Be involved. In order to help your child thrive in the classroom, it’s important to be involved from the get-go. Angela Kang, Ph.D., GSE ’09, runs the mental health clinic at P.S. 8 in the Bronx—part of Montefiore’s School Health Program. Clinic staff evaluate students and see them for behavioral issues, mood disorders, and other concerns.
“We do a lot of family work. The parents have to be involved,” she says. “The more information a parent can give me, even anecdotally, that’s really helpful in terms of formulating what’s going on.” Kang likes to see prior report cards and any other evaluations a child may have received.
Talking to your child, Kang says, is crucial. “Sometimes parents assume that a child will tell them when something is wrong,” but this is not always the case. “And things that go undetected for a while show up as other problematic behaviors.”
Develop trust in your school. A critical component of parental involvement, says Shirly Ulfan, GSE ’14, is getting to know and appreciate the learning environment at your child’s school. Ulfan is the founder of Aleph Bet Academy, a small preschool in Briarwood, Queens, that opened last year.
“It’s always astonishing to me how different parents are in their concerns,” she says. “Some parents want to be sure their child is really clean all the time.

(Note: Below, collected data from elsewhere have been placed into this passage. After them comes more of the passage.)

#[cfg(test)]
mod tests {
    use super::*;
    use crate::client::WorkerSession;
    use crate::error::{ProtocolError, StressError};
    use crate::namespace::TreeShape;
    use crate::protocol::{Assignment, JobId};
    use crate::transport::memory::{MemoryHub, MemoryPeer};
    use std::collections::HashSet;
    use std::thread;

    fn config(max_jobs: u64, cap: usize) -> ControllerConfig {
        ControllerConfig {
            tree: TreeShape {
                depth: 0,
                width: 2,
                files_per_dir: 4,
            },
            max_jobs,
            max_jobs_per_worker: cap,
            backoff: Duration::from_millis(10),
            seed: Some(11),
            ..Default::default()
        }
    }

    fn connect(hub: &MemoryHub, name: &str) -> WorkerSession<MemoryPeer> {
        let id = WorkerId::from(name);
        WorkerSession::start(id.clone(), hub.connector().connect(id)).unwrap()
    }

    fn assignments(session: &mut WorkerSession<MemoryPeer>) -> Vec<Assignment> {
        std::iter::from_fn(|| session.next_assignment(Duration::from_millis(10)).unwrap()).collect()
    }

    #[test]
    fn test_dispatches_until_exhausted() {
        let hub = MemoryHub::new();
        let mut worker = connect(&hub, "client01:0x1");

        let mut controller = Controller::new(config(3, 50), hub, StopSignal::new());
        let report = controller.run().unwrap();

        assert!(report.completed);
        assert_eq!(report.stats.jobs_dispatched, 3);
        assert_eq!(report.in_flight, 3);
        assert!(controller.stop_signal().is_stopped());

        let received = assignments(&mut worker);
        assert_eq!(received.len(), 3);
        // Two directories: both mkdirs go out before anything else
        assert!(received[..2]
            .iter()
            .all(|Assignment(_, work)| work.action == crate::protocol::Action::Mkdir));
    }

    #[test]
    fn test_stop_while_waiting_respects_cap() {
        let hub = MemoryHub::new();
        let mut worker = connect(&hub, "client01:0x2");

        let stop = StopSignal::new();
        let mut controller = Controller::new(config(10, 2), hub, stop.clone());
        let stopper = thread::spawn(move || {
            thread::sleep(Duration::from_millis(100));
            stop.stop();
        });
        let report = controller.run().unwrap();
        stopper.join().unwrap();

        assert!(!report.completed);
        assert_eq!(report.stats.jobs_dispatched, 2);
        assert_eq!(report.in_flight, 2);
        assert_eq!(report.pending_requeue, 0);
        assert_eq!(controller.source().minted(), 2);
        assert_eq!(assignments(&mut worker).len(), 2);

        let outstanding: HashSet<&JobId> = controller.registry().outstanding_ids().collect();
        assert!(controller
            .source()
            .requeued_ids()
            .all(|id| !outstanding.contains(id)));
    }

    #[test]
    fn test_duplicate_connect_is_fatal() {
        let hub = MemoryHub::new();
        let mut worker = connect(&hub, "client01:0x3");
        worker.send_raw(br#"{"message": "connect"}"#).unwrap();

        let mut controller = Controller::new(config(5, 50), hub, StopSignal::new());
        let err = controller.run().unwrap_err();
        assert!(matches!(
            err,
            StressError::Protocol(ProtocolError::DuplicateConnect(_))
        ));
        assert_eq!(controller.registry().worker_count(), 1);
    }

    #[test]
    fn test_unknown_message_is_fatal() {
        let hub = MemoryHub::new();
        let mut worker = connect(&hub, "client01:0x4");
        worker.send_raw(br#"{"message": "reboot"}"#).unwrap();

        let mut controller = Controller::new(config(5, 50), hub, StopSignal::new());
        assert!(matches!(
            controller.run(),
            Err(StressError::Protocol(ProtocolError::UnknownMessage { .. }))
        ));
    }

    #[test]
    fn test_unknown_job_is_dropped() {
        let hub = MemoryHub::new();
        let mut worker = connect(&hub, "client01:0x5");
        worker
            .job_done(JobId::from("nope"), JobResult::Text("success".into()))
            .unwrap();

        let mut controller = Controller::new(config(1, 50), hub, StopSignal::new());
        let report = controller.run().unwrap();
        assert_eq!(report.stats.dropped, 1);
        assert_eq!(report.stats.jobs_completed, 0);
        assert_eq!(report.stats.jobs_dispatched, 1);
    }

    #[test]
    fn test_disconnect_requeues_outstanding() {
        let hub = MemoryHub::new();
        let connector = hub.connector();
        let id = WorkerId::from("client01:0x6");
        let mut first = WorkerSession::start(id.clone(), connector.connect(id)).unwrap();

        let stop = StopSignal::new();
        let mut controller = Controller::new(config(6, 3), hub, stop.clone());

        let helper = thread::spawn(move || {
            // First worker takes three jobs and leaves without finishing them
            let mut taken = Vec::new();
            while taken.len() < 3 {
                if let Some(Assignment(job_id, _)) =
                    first.next_assignment(Duration::from_millis(50)).unwrap()
                {
                    taken.push(job_id);
                }
            }
            drop(first.disconnect().unwrap());

            let id = WorkerId::from("client02:0x7");
            let mut second = WorkerSession::start(id.clone(), connector.connect(id)).unwrap();
            let mut redelivered = Vec::new();
            while redelivered.len() < 3 {
                if let Some(Assignment(job_id, _)) =
                    second.next_assignment(Duration::from_millis(50)).unwrap()
                {
                    redelivered.push(job_id);
                }
            }
            stop.stop();
            (taken, redelivered, second)
        });

        let report = controller.run().unwrap();
        let (taken, redelivered, _second) = helper.join().unwrap();

        // Requeued jobs come back before anything new, most recent first
        let mut expected = taken.clone();
        expected.reverse();
        assert_eq!(redelivered, expected);
        assert_eq!(report.stats.jobs_requeued, 3);
        assert!(controller.registry().outstanding(&WorkerId::from("client02:0x7")) <= 3);
    }
}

Some are obsessed with what their child eats.” Parents, especially those with little ones, need to know that everything will not be “the way it is at your house.”

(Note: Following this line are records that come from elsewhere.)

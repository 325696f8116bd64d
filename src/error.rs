//! Error types for nfs-stress
//!
//! This module defines the error hierarchy for the coordinator:
//! - Protocol errors (fatal: scheduling invariants can no longer be trusted)
//! - Transport errors (endpoint binding, peer I/O)
//! - Configuration and CLI errors
//!
//! Per-job filesystem failures reported by workers are *not* errors here.
//! They are classified by the verifier into verdicts and never abort a run.

use crate::protocol::WorkerId;
use thiserror::Error;

/// Top-level error type for the nfs-stress coordinator
#[derive(Error, Debug)]
pub enum StressError {
    /// Protocol invariant violated by a worker
    #[error("Protocol error: {0}")]
    Protocol(#[from] ProtocolError),

    /// Message transport errors
    #[error("Transport error: {0}")]
    Transport(#[from] TransportError),

    /// Configuration errors
    #[error("Configuration error: {0}")]
    Config(#[from] ConfigError),

    /// I/O errors (log files, etc.)
    #[error("I/O error: {0}")]
    Io(#[from] std::io::Error),

    /// Interrupted by signal
    #[error("Operation interrupted by signal")]
    Interrupted,
}

/// Worker protocol violations
///
/// Every variant is fatal for the scheduler loop.
#[derive(Error, Debug, Clone, PartialEq, Eq)]
pub enum ProtocolError {
    /// A worker sent `connect` while already registered
    #[error("Duplicate connect from worker '{0}'")]
    DuplicateConnect(WorkerId),

    /// A worker sent a message kind the coordinator does not understand
    #[error("Unknown message kind '{kind}' from worker '{worker}'")]
    UnknownMessage { worker: WorkerId, kind: String },

    /// A frame could not be decoded at all
    #[error("Malformed frame from worker '{worker}': {reason}")]
    MalformedFrame { worker: WorkerId, reason: String },
}

/// Message transport errors
#[derive(Error, Debug)]
pub enum TransportError {
    /// Failed to bind the coordinator endpoint
    #[error("Failed to bind '{endpoint}': {source}")]
    BindFailed {
        endpoint: String,
        #[source]
        source: std::io::Error,
    },

    /// Failed to connect to the coordinator
    #[error("Failed to connect to '{endpoint}': {source}")]
    ConnectFailed {
        endpoint: String,
        #[source]
        source: std::io::Error,
    },

    /// No live connection for the addressed identity
    #[error("No connection for worker '{0}'")]
    UnknownPeer(WorkerId),

    /// Writing to a peer failed
    #[error("Failed to send to '{peer}': {source}")]
    SendFailed {
        peer: WorkerId,
        #[source]
        source: std::io::Error,
    },

    /// Encoding an outbound frame failed
    #[error("Failed to encode frame: {0}")]
    Encode(#[from] serde_json::Error),

    /// An inbound frame could not be decoded
    #[error("Failed to decode frame: {reason}")]
    Decode { reason: String },

    /// Inbound channel closed unexpectedly
    #[error("Inbound channel closed unexpectedly")]
    ChannelClosed,
}

impl TransportError {
    /// Check if this error only affects a single peer
    ///
    /// Peer-scoped errors are handled by dropping the peer; anything else
    /// takes the whole run down.
    pub fn is_peer_scoped(&self) -> bool {
        matches!(
            self,
            TransportError::UnknownPeer(_) | TransportError::SendFailed { .. }
        )
    }
}

/// Configuration and CLI errors
#[derive(Error, Debug)]
pub enum ConfigError {
    /// Endpoint string could not be parsed
    #[error("Invalid endpoint '{endpoint}': {reason}")]
    InvalidEndpoint { endpoint: String, reason: String },

    /// Tree shape out of range
    #[error("Invalid tree shape (depth {depth}, width {width}): {reason}")]
    InvalidTreeShape {
        depth: usize,
        width: usize,
        reason: String,
    },

    /// Per-worker job cap out of range
    #[error("Invalid jobs-per-worker cap {count}: must be between 1 and {max}")]
    InvalidJobCap { count: usize, max: usize },

    /// Generic out-of-range numeric option
    #[error("Invalid value {value} for '{name}': {reason}")]
    OutOfRange {
        name: &'static str,
        value: u64,
        reason: String,
    },
}

/// Result type alias for StressError
pub type Result<T> = std::result::Result<T, StressError>;

/// Result type alias for TransportError
pub type TransportResult<T> = std::result::Result<T, TransportError>;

“I always tell parents that everything that happens in our school happens with forethought.” While she welcomes parents’ involvement, she says it’s crucial that they “begin with the basic idea that I trust the teacher and the school, and that whatever comes up will be handled correctly.”
This applies to discipline as well. “Every parent should ask ahead of time how a school deals with conflict and discipline,” says Ulfan, and be sure that they are comfortable with the school’s approach.

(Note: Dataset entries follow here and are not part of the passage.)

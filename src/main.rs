//! nfs-stress - Distributed Filesystem Stress Test Coordinator
//!
//! Entry point for the CLI application.

use anyhow::{Context, Result};
use clap::Parser;
use nfs_stress::config::{CliArgs, ControllerConfig};
use nfs_stress::progress::{print_header, print_summary, ProgressReporter};
use nfs_stress::scheduler::{Controller, StopSignal};
use nfs_stress::stats::StatsReporter;
use nfs_stress::transport::tcp::TcpHub;
use nfs_stress::transport::Transport;
use std::fs::File;
use std::path::Path;
use std::process::ExitCode;
use std::sync::atomic::Ordering;
use std::sync::Mutex;
use tracing::{error, info};
use tracing_subscriber::prelude::*;
use tracing_subscriber::{fmt, EnvFilter};

/// Exit code when the run finished but found consistency violations
const EXIT_VIOLATIONS: u8 = 2;

fn main() -> ExitCode {
    match run() {
        Ok(true) => ExitCode::SUCCESS,
        Ok(false) => ExitCode::from(EXIT_VIOLATIONS),
        Err(e) => {
            error!("{:#}", e);
            eprintln!("Error: {:#}", e);
            ExitCode::FAILURE
        }
    }
}

/// Returns `false` if the run found violations
fn run() -> Result<bool> {
    let args = CliArgs::parse();
    let config = ControllerConfig::from_args(args).context("Invalid configuration")?;

    setup_logging(config.verbose, config.log_file.as_deref())?;

    // Setup signal handler for graceful shutdown
    let stop = StopSignal::new();
    let flag = stop.flag();
    ctrlc::set_handler(move || {
        eprintln!("\nInterrupt received, shutting down...");
        flag.store(true, Ordering::SeqCst);
    })
    .context("Failed to set signal handler")?;

    let hub = TcpHub::bind(&config.endpoint).context("Failed to bind coordinator endpoint")?;

    if config.show_progress {
        print_header(&hub.endpoint(), &config);
    }

    let mut controller = Controller::new(config.clone(), hub, stop.clone());

    let reporter = match config.stats_interval {
        Some(interval) => Some(
            StatsReporter::spawn(controller.stats(), interval, stop.clone())
                .context("Failed to start statistics reporter")?,
        ),
        None => None,
    };

    let progress = if config.show_progress {
        Some(
            ProgressReporter::new()
                .spawn(controller.stats(), stop.clone())
                .context("Failed to start progress display")?,
        )
    } else {
        None
    };

    // The controller sets the stop signal on the way out, error or not
    let result = controller.run();

    if let Some(handle) = progress {
        let _ = handle.join();
    }
    if let Some(reporter) = reporter {
        reporter.join();
    }

    let report = result.context("Stress run failed")?;
    report.stats.log(report.duration);
    print_summary(&report);

    if !report.completed {
        info!("Run was interrupted before completion");
    }

    if report.stats.violations > 0 {
        error!(
            violations = report.stats.violations,
            "Consistency violations detected"
        );
        return Ok(false);
    }

    Ok(true)
}

fn setup_logging(verbose: bool, log_file: Option<&Path>) -> Result<()> {
    let default = if verbose {
        "nfs_stress=debug,warn"
    } else {
        "nfs_stress=info,warn"
    };
    let filter = EnvFilter::try_from_default_env().unwrap_or_else(|_| EnvFilter::new(default));

    let console = fmt::layer()
        .with_target(false)
        .with_thread_ids(false)
        .with_file(false)
        .with_line_number(false)
        .with_filter(filter);

    // The log file always gets debug detail, whatever the console shows
    let file_layer = match log_file {
        Some(path) => {
            let file = File::create(path)
                .with_context(|| format!("Failed to create log file '{}'", path.display()))?;
            Some(
                fmt::layer()
                    .with_ansi(false)
                    .with_target(false)
                    .with_thread_names(true)
                    .with_writer(Mutex::new(file))
                    .with_filter(EnvFilter::new("nfs_stress=debug,warn")),
            )
        }
        None => None,
    };

    tracing_subscriber::registry()
        .with(console)
        .with(file_layer)
        .try_init()
        .context("Failed to initialise logging")?;

    Ok(())
}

Be collaborative. Parents and teachers share the same goal—you both want what’s best for your child. Approaching discussions in a collaborative fashion will likely yield the best results for everyone.
Noelle Beale, Ph.D., FCRH ’97, GSE ’12, is regional superintendent for Catholic Schools of Central Westchester, responsible for 25 schools. She’s also served as a principal and a classroom teacher. “It’s important for the parent to go into the conversation as a partner, and to really work with the teacher on strengths and weaknesses.”
Collaboration should also involve the student, says Beale, who is an adjunct professor at the Graduate School of Education. When schedules permit, she suggests having the student present with the teacher during discussions, to “really walk through what the challenges were.” Or, if the situation is more serious, such as a significant behavioral issue or possible academic failure, parents and teachers can talk alone “to come with strategies ahead of time,” she says, “then sit down with the student and talk about expectations.”
Madison Payton, GSE ’13, teaches English at the Eagle Academy for Young Men II in Brownsville, Brooklyn, where he founded a writing center. He says in order for collaboration to happen comfortably, parents should take the time to “understand who we are as educators.”
As a writing teacher, he puts less of an emphasis on grades than some teachers do. This can be confusing to parents of his students, many of whom are Caribbean and come from a more rigid education system. They’ll say, “How did this essay change three times?” But for him, the revision process is more important. He says he tells students, “This is your place to make lots of mistakes. You can do that here because I love you.” So it’s key, he says, that parents ask teachers about their teaching philosophy in the beginning of the year.
Be realistic. What parent doesn’t think their child is brilliant? But Beale cautions that your child may not have all the strengths you want them to have. “As a parent myself, I really try to go in realistically and say, ‘My child may have challenges. How can I best support them at home, and what can I do to best support the teacher?’”
By the same token, she says, teachers are not perfect either. “Education is changing. Look at the Common Core. Teachers themselves are evolving with their knowledge, because there are new things that they’re teaching.”
In his school in a tough Brooklyn neighborhood, Payton sees parents—often single moms—comparing their kids to themselves at that age. They might say, “Well, I had less, and I was able to do it.” But times have changed, he says, and every child develops differently. “Remove yourself from the equation and try to figure out why the child is making certain decisions.”
Trust your instincts. As much as it’s critical to develop trust in your child’s school and teachers, Ulfan says, it’s also important to remember that you know your child better than anyone else in the world.
“Parents have very strong instincts,” she says. “Often professionals will fail a child in a way where a parent would not.” Ulfan works with parents who are learning their children have special needs, and says it will be critical that they fight to receive all the evaluations and services their child requires. “If you have concerns and they’re not going away—in whatever setting—you really have to fight. Stomp your foot on the floor and pound your fist on the table and be the loudest, squeakiest wheel you can be.”